_Work to be completed_
Gather every line below where "thread" appears.

_Given data_

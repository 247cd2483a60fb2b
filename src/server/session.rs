//! Per-client session logic: login, market-data subscriptions with delta
//! push, order and algo control, snapshots and journal replay. The frame
//! transport (WebSocket in production) stays outside the core.

use super::protocol::{self, Request};
use crate::catalog::User;
use crate::core::Core;
use crate::marketdata::{DataSrc, MdSnapshot};
use crate::orderbook::Contract;
use serde_json::{json, Value};
use std::collections::{HashMap, HashSet};
use std::sync::Arc;
use std::time::Duration;
use tracing::info;

/// One client session.
pub struct Session {
    core: Arc<Core>,
    user: Option<Arc<User>>,
    subs: HashSet<u32>,
    md_prev: HashMap<u32, MdSnapshot>,
}

fn err_frame(text: impl Into<String>) -> Value {
    json!(["error", text.into()])
}

fn ok_frame(tag: &str) -> Value {
    json!([tag, "ok"])
}

impl Session {
    pub fn new(core: Arc<Core>) -> Self {
        Self {
            core,
            user: None,
            subs: HashSet::new(),
            md_prev: HashMap::new(),
        }
    }

    pub fn user(&self) -> Option<&Arc<User>> {
        self.user.as_ref()
    }

    fn default_src(&self) -> DataSrc {
        self.core
            .md
            .default_feed()
            .map(|f| f.src())
            .unwrap_or(DataSrc(0))
    }

    fn can_use_sub_account(&self, id: u16) -> bool {
        self.user
            .as_ref()
            .map(|u| u.is_admin || u.has_sub_account(id))
            .unwrap_or(false)
    }

    /// Handle one inbound frame; returns the response frames.
    pub fn handle(&mut self, frame: &Value) -> Vec<Value> {
        let req = match protocol::parse(frame) {
            Ok(req) => req,
            Err(e) => return vec![err_frame(e.to_string())],
        };
        if self.user.is_none() && !matches!(req, Request::Login { .. }) {
            return vec![err_frame("not logged in")];
        }
        match req {
            Request::Login { user, digest } => self.login(&user, &digest),
            Request::Securities => self.securities(),
            Request::Subscribe(ids) => {
                for id in ids {
                    if let Some(sec) = self.core.catalog.security(id) {
                        self.core.md.subscribe(&sec, DataSrc(0));
                        self.subs.insert(id);
                    }
                }
                vec![ok_frame("sub")]
            }
            Request::Unsubscribe(ids) => {
                for id in ids {
                    self.subs.remove(&id);
                    self.md_prev.remove(&id);
                }
                vec![ok_frame("unsub")]
            }
            Request::Order {
                security_id,
                sub_account_id,
                side,
                ord_type,
                tif,
                qty,
                price,
                stop_price,
            } => {
                let user = self.user.as_ref().map(|u| u.id).unwrap_or(0);
                let contract = Contract {
                    security_id,
                    sub_account_id,
                    qty,
                    price,
                    stop_price,
                    side,
                    ord_type,
                    tif,
                    ..Default::default()
                };
                match self
                    .core
                    .dispatch
                    .place(crate::orderbook::Order::from_contract(contract, user))
                {
                    Ok(id) => vec![json!(["order", id])],
                    Err(e) => vec![json!(["order", "error", e])],
                }
            }
            Request::Cancel { order_id } => match self.core.book.get(order_id) {
                Some(ord) => {
                    let me = self.user.as_ref().map(|u| (u.id, u.is_admin)).unwrap_or((0, false));
                    if !me.1 && ord.user_id != me.0 {
                        return vec![err_frame("not your order")];
                    }
                    match self.core.dispatch.cancel(&ord) {
                        Ok(id) => vec![json!(["cancel", id])],
                        Err(e) => vec![json!(["cancel", "error", e])],
                    }
                }
                None => vec![err_frame("unknown order")],
            },
            Request::AlgoNew {
                name,
                token,
                params,
            } => {
                let user = self.user.as_ref().map(|u| u.id).unwrap_or(0);
                match self.core.algos.spawn(&name, params, user, &token) {
                    Ok(id) => vec![json!(["algo", id])],
                    Err(e) => vec![json!(["algo", "error", e])],
                }
            }
            Request::AlgoCancel { id, token } => {
                let me = self.user.as_ref().map(|u| (u.id, u.is_admin)).unwrap_or((0, false));
                let info = match (id, &token) {
                    (Some(id), _) => self.core.algos.algo_info(id),
                    (None, Some(token)) => self.core.algos.algo_by_token(token),
                    _ => None,
                };
                match info {
                    Some(info) if me.1 || info.user_id == me.0 => {
                        self.core.algos.stop(info.id);
                        vec![ok_frame("algo")]
                    }
                    Some(_) => vec![err_frame("not your algo")],
                    None => vec![err_frame("unknown algo")],
                }
            }
            Request::AlgoModify { id, params } => {
                let me = self.user.as_ref().map(|u| (u.id, u.is_admin)).unwrap_or((0, false));
                match self.core.algos.algo_info(id) {
                    Some(info) if me.1 || info.user_id == me.0 => {
                        self.core.algos.modify(id, params);
                        vec![ok_frame("algo")]
                    }
                    Some(_) => vec![err_frame("not your algo")],
                    None => vec![err_frame("unknown algo")],
                }
            }
            Request::Position { sub_account_id } => {
                if !self.can_use_sub_account(sub_account_id) {
                    return vec![err_frame("not permissioned")];
                }
                let positions = self.core.positions.sub_positions_of(sub_account_id);
                vec![protocol::position_frame(sub_account_id, &positions)]
            }
            Request::Pnl { sub_account_id } => {
                if !self.can_use_sub_account(sub_account_id) {
                    return vec![err_frame("not permissioned")];
                }
                // Persisted history first, then the live value.
                let history = self.core.positions.pnl_history(sub_account_id);
                let mut frames = Vec::with_capacity(2);
                if !history.is_empty() {
                    frames.push(protocol::pnl_history_frame(sub_account_id, &history));
                }
                let pnl = self.core.positions.pnl(sub_account_id);
                frames.push(protocol::pnl_frame(
                    sub_account_id,
                    crate::utils::now_secs(),
                    &pnl,
                ));
                frames
            }
            Request::TargetGet { sub_account_id } => {
                if !self.can_use_sub_account(sub_account_id) {
                    return vec![err_frame("not permissioned")];
                }
                let targets = self
                    .core
                    .positions
                    .targets(sub_account_id)
                    .map(|t| (*t).clone())
                    .unwrap_or_default();
                vec![json!(["target", sub_account_id, targets])]
            }
            Request::TargetSet {
                sub_account_id,
                targets,
            } => {
                if !self.can_use_sub_account(sub_account_id) {
                    return vec![err_frame("not permissioned")];
                }
                match self.core.positions.set_targets(sub_account_id, targets) {
                    Ok(()) => vec![ok_frame("target")],
                    Err(e) => vec![err_frame(e.to_string())],
                }
            }
            Request::Offline {
                seq_confirm,
                seq_algo,
            } => self.offline(seq_confirm, seq_algo),
            Request::Shutdown { seconds, interval } => {
                let is_admin = self.user.as_ref().map(|u| u.is_admin).unwrap_or(false);
                if !is_admin {
                    return vec![err_frame("admin only")];
                }
                info!("shutdown requested: {seconds}s grace");
                let core = self.core.clone();
                std::thread::spawn(move || {
                    std::thread::sleep(Duration::from_secs(seconds));
                    core.shutdown(Duration::from_secs(interval.max(1)));
                });
                vec![ok_frame("shutdown")]
            }
        }
    }

    fn login(&mut self, name: &str, digest: &str) -> Vec<Value> {
        let Some(user) = self.core.catalog.accounts.user_by_name(name) else {
            return vec![json!(["login", "error", "unknown user"])];
        };
        if user.base.is_disabled() {
            return vec![json!(["login", "error", "user disabled"])];
        }
        if !user.password_digest.is_empty() && user.password_digest != digest {
            return vec![json!(["login", "error", "wrong password"])];
        }
        let frame = json!(["login", "ok", user.id, user.is_admin]);
        self.user = Some(user);
        vec![frame]
    }

    fn securities(&self) -> Vec<Value> {
        let mut arr = vec![json!("securities"), json!(self.core.catalog.securities.check_sum())];
        for sec in self.core.catalog.securities.securities() {
            arr.push(json!([
                sec.id,
                sec.exchange_id,
                sec.symbol,
                sec.sec_type.tag(),
                sec.lot_size,
                sec.multiplier,
                sec.close_price,
            ]));
        }
        vec![Value::Array(arr)]
    }

    fn offline(&self, seq_confirm: u32, seq_algo: u32) -> Vec<Value> {
        let (user_id, is_admin) = self
            .user
            .as_ref()
            .map(|u| (u.id, u.is_admin))
            .unwrap_or((0, false));
        let mut frames = Vec::new();
        let _ = self.core.book.replay(seq_confirm, user_id, is_admin, |seq, entry| {
            frames.push(protocol::order_replay_frame(seq, entry));
        });
        let _ = self.core.algos.replay(seq_algo, user_id, is_admin, |event| {
            frames.push(protocol::algo_frame(false, event, ""));
        });
        frames.push(json!(["offline", "done"]));
        frames
    }

    /// Collect market-data delta frames for the session's subscriptions.
    /// The transport calls this on its push cadence.
    pub fn poll_md(&mut self) -> Option<Value> {
        let src = self.default_src();
        let mut deltas = Vec::new();
        for &sec in &self.subs {
            let cur = self.core.md.snapshot(src, sec);
            let prev = self.md_prev.entry(sec).or_default();
            if let Some(delta) = protocol::md_delta(prev, &cur) {
                deltas.push((sec, delta));
            }
            *prev = cur;
        }
        if deltas.is_empty() {
            None
        } else {
            deltas.sort_by_key(|(sec, _)| *sec);
            Some(protocol::md_frame(deltas))
        }
    }
}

_Answer_
                std::thread::spawn(move || {
                    std::thread::sleep(Duration::from_secs(seconds));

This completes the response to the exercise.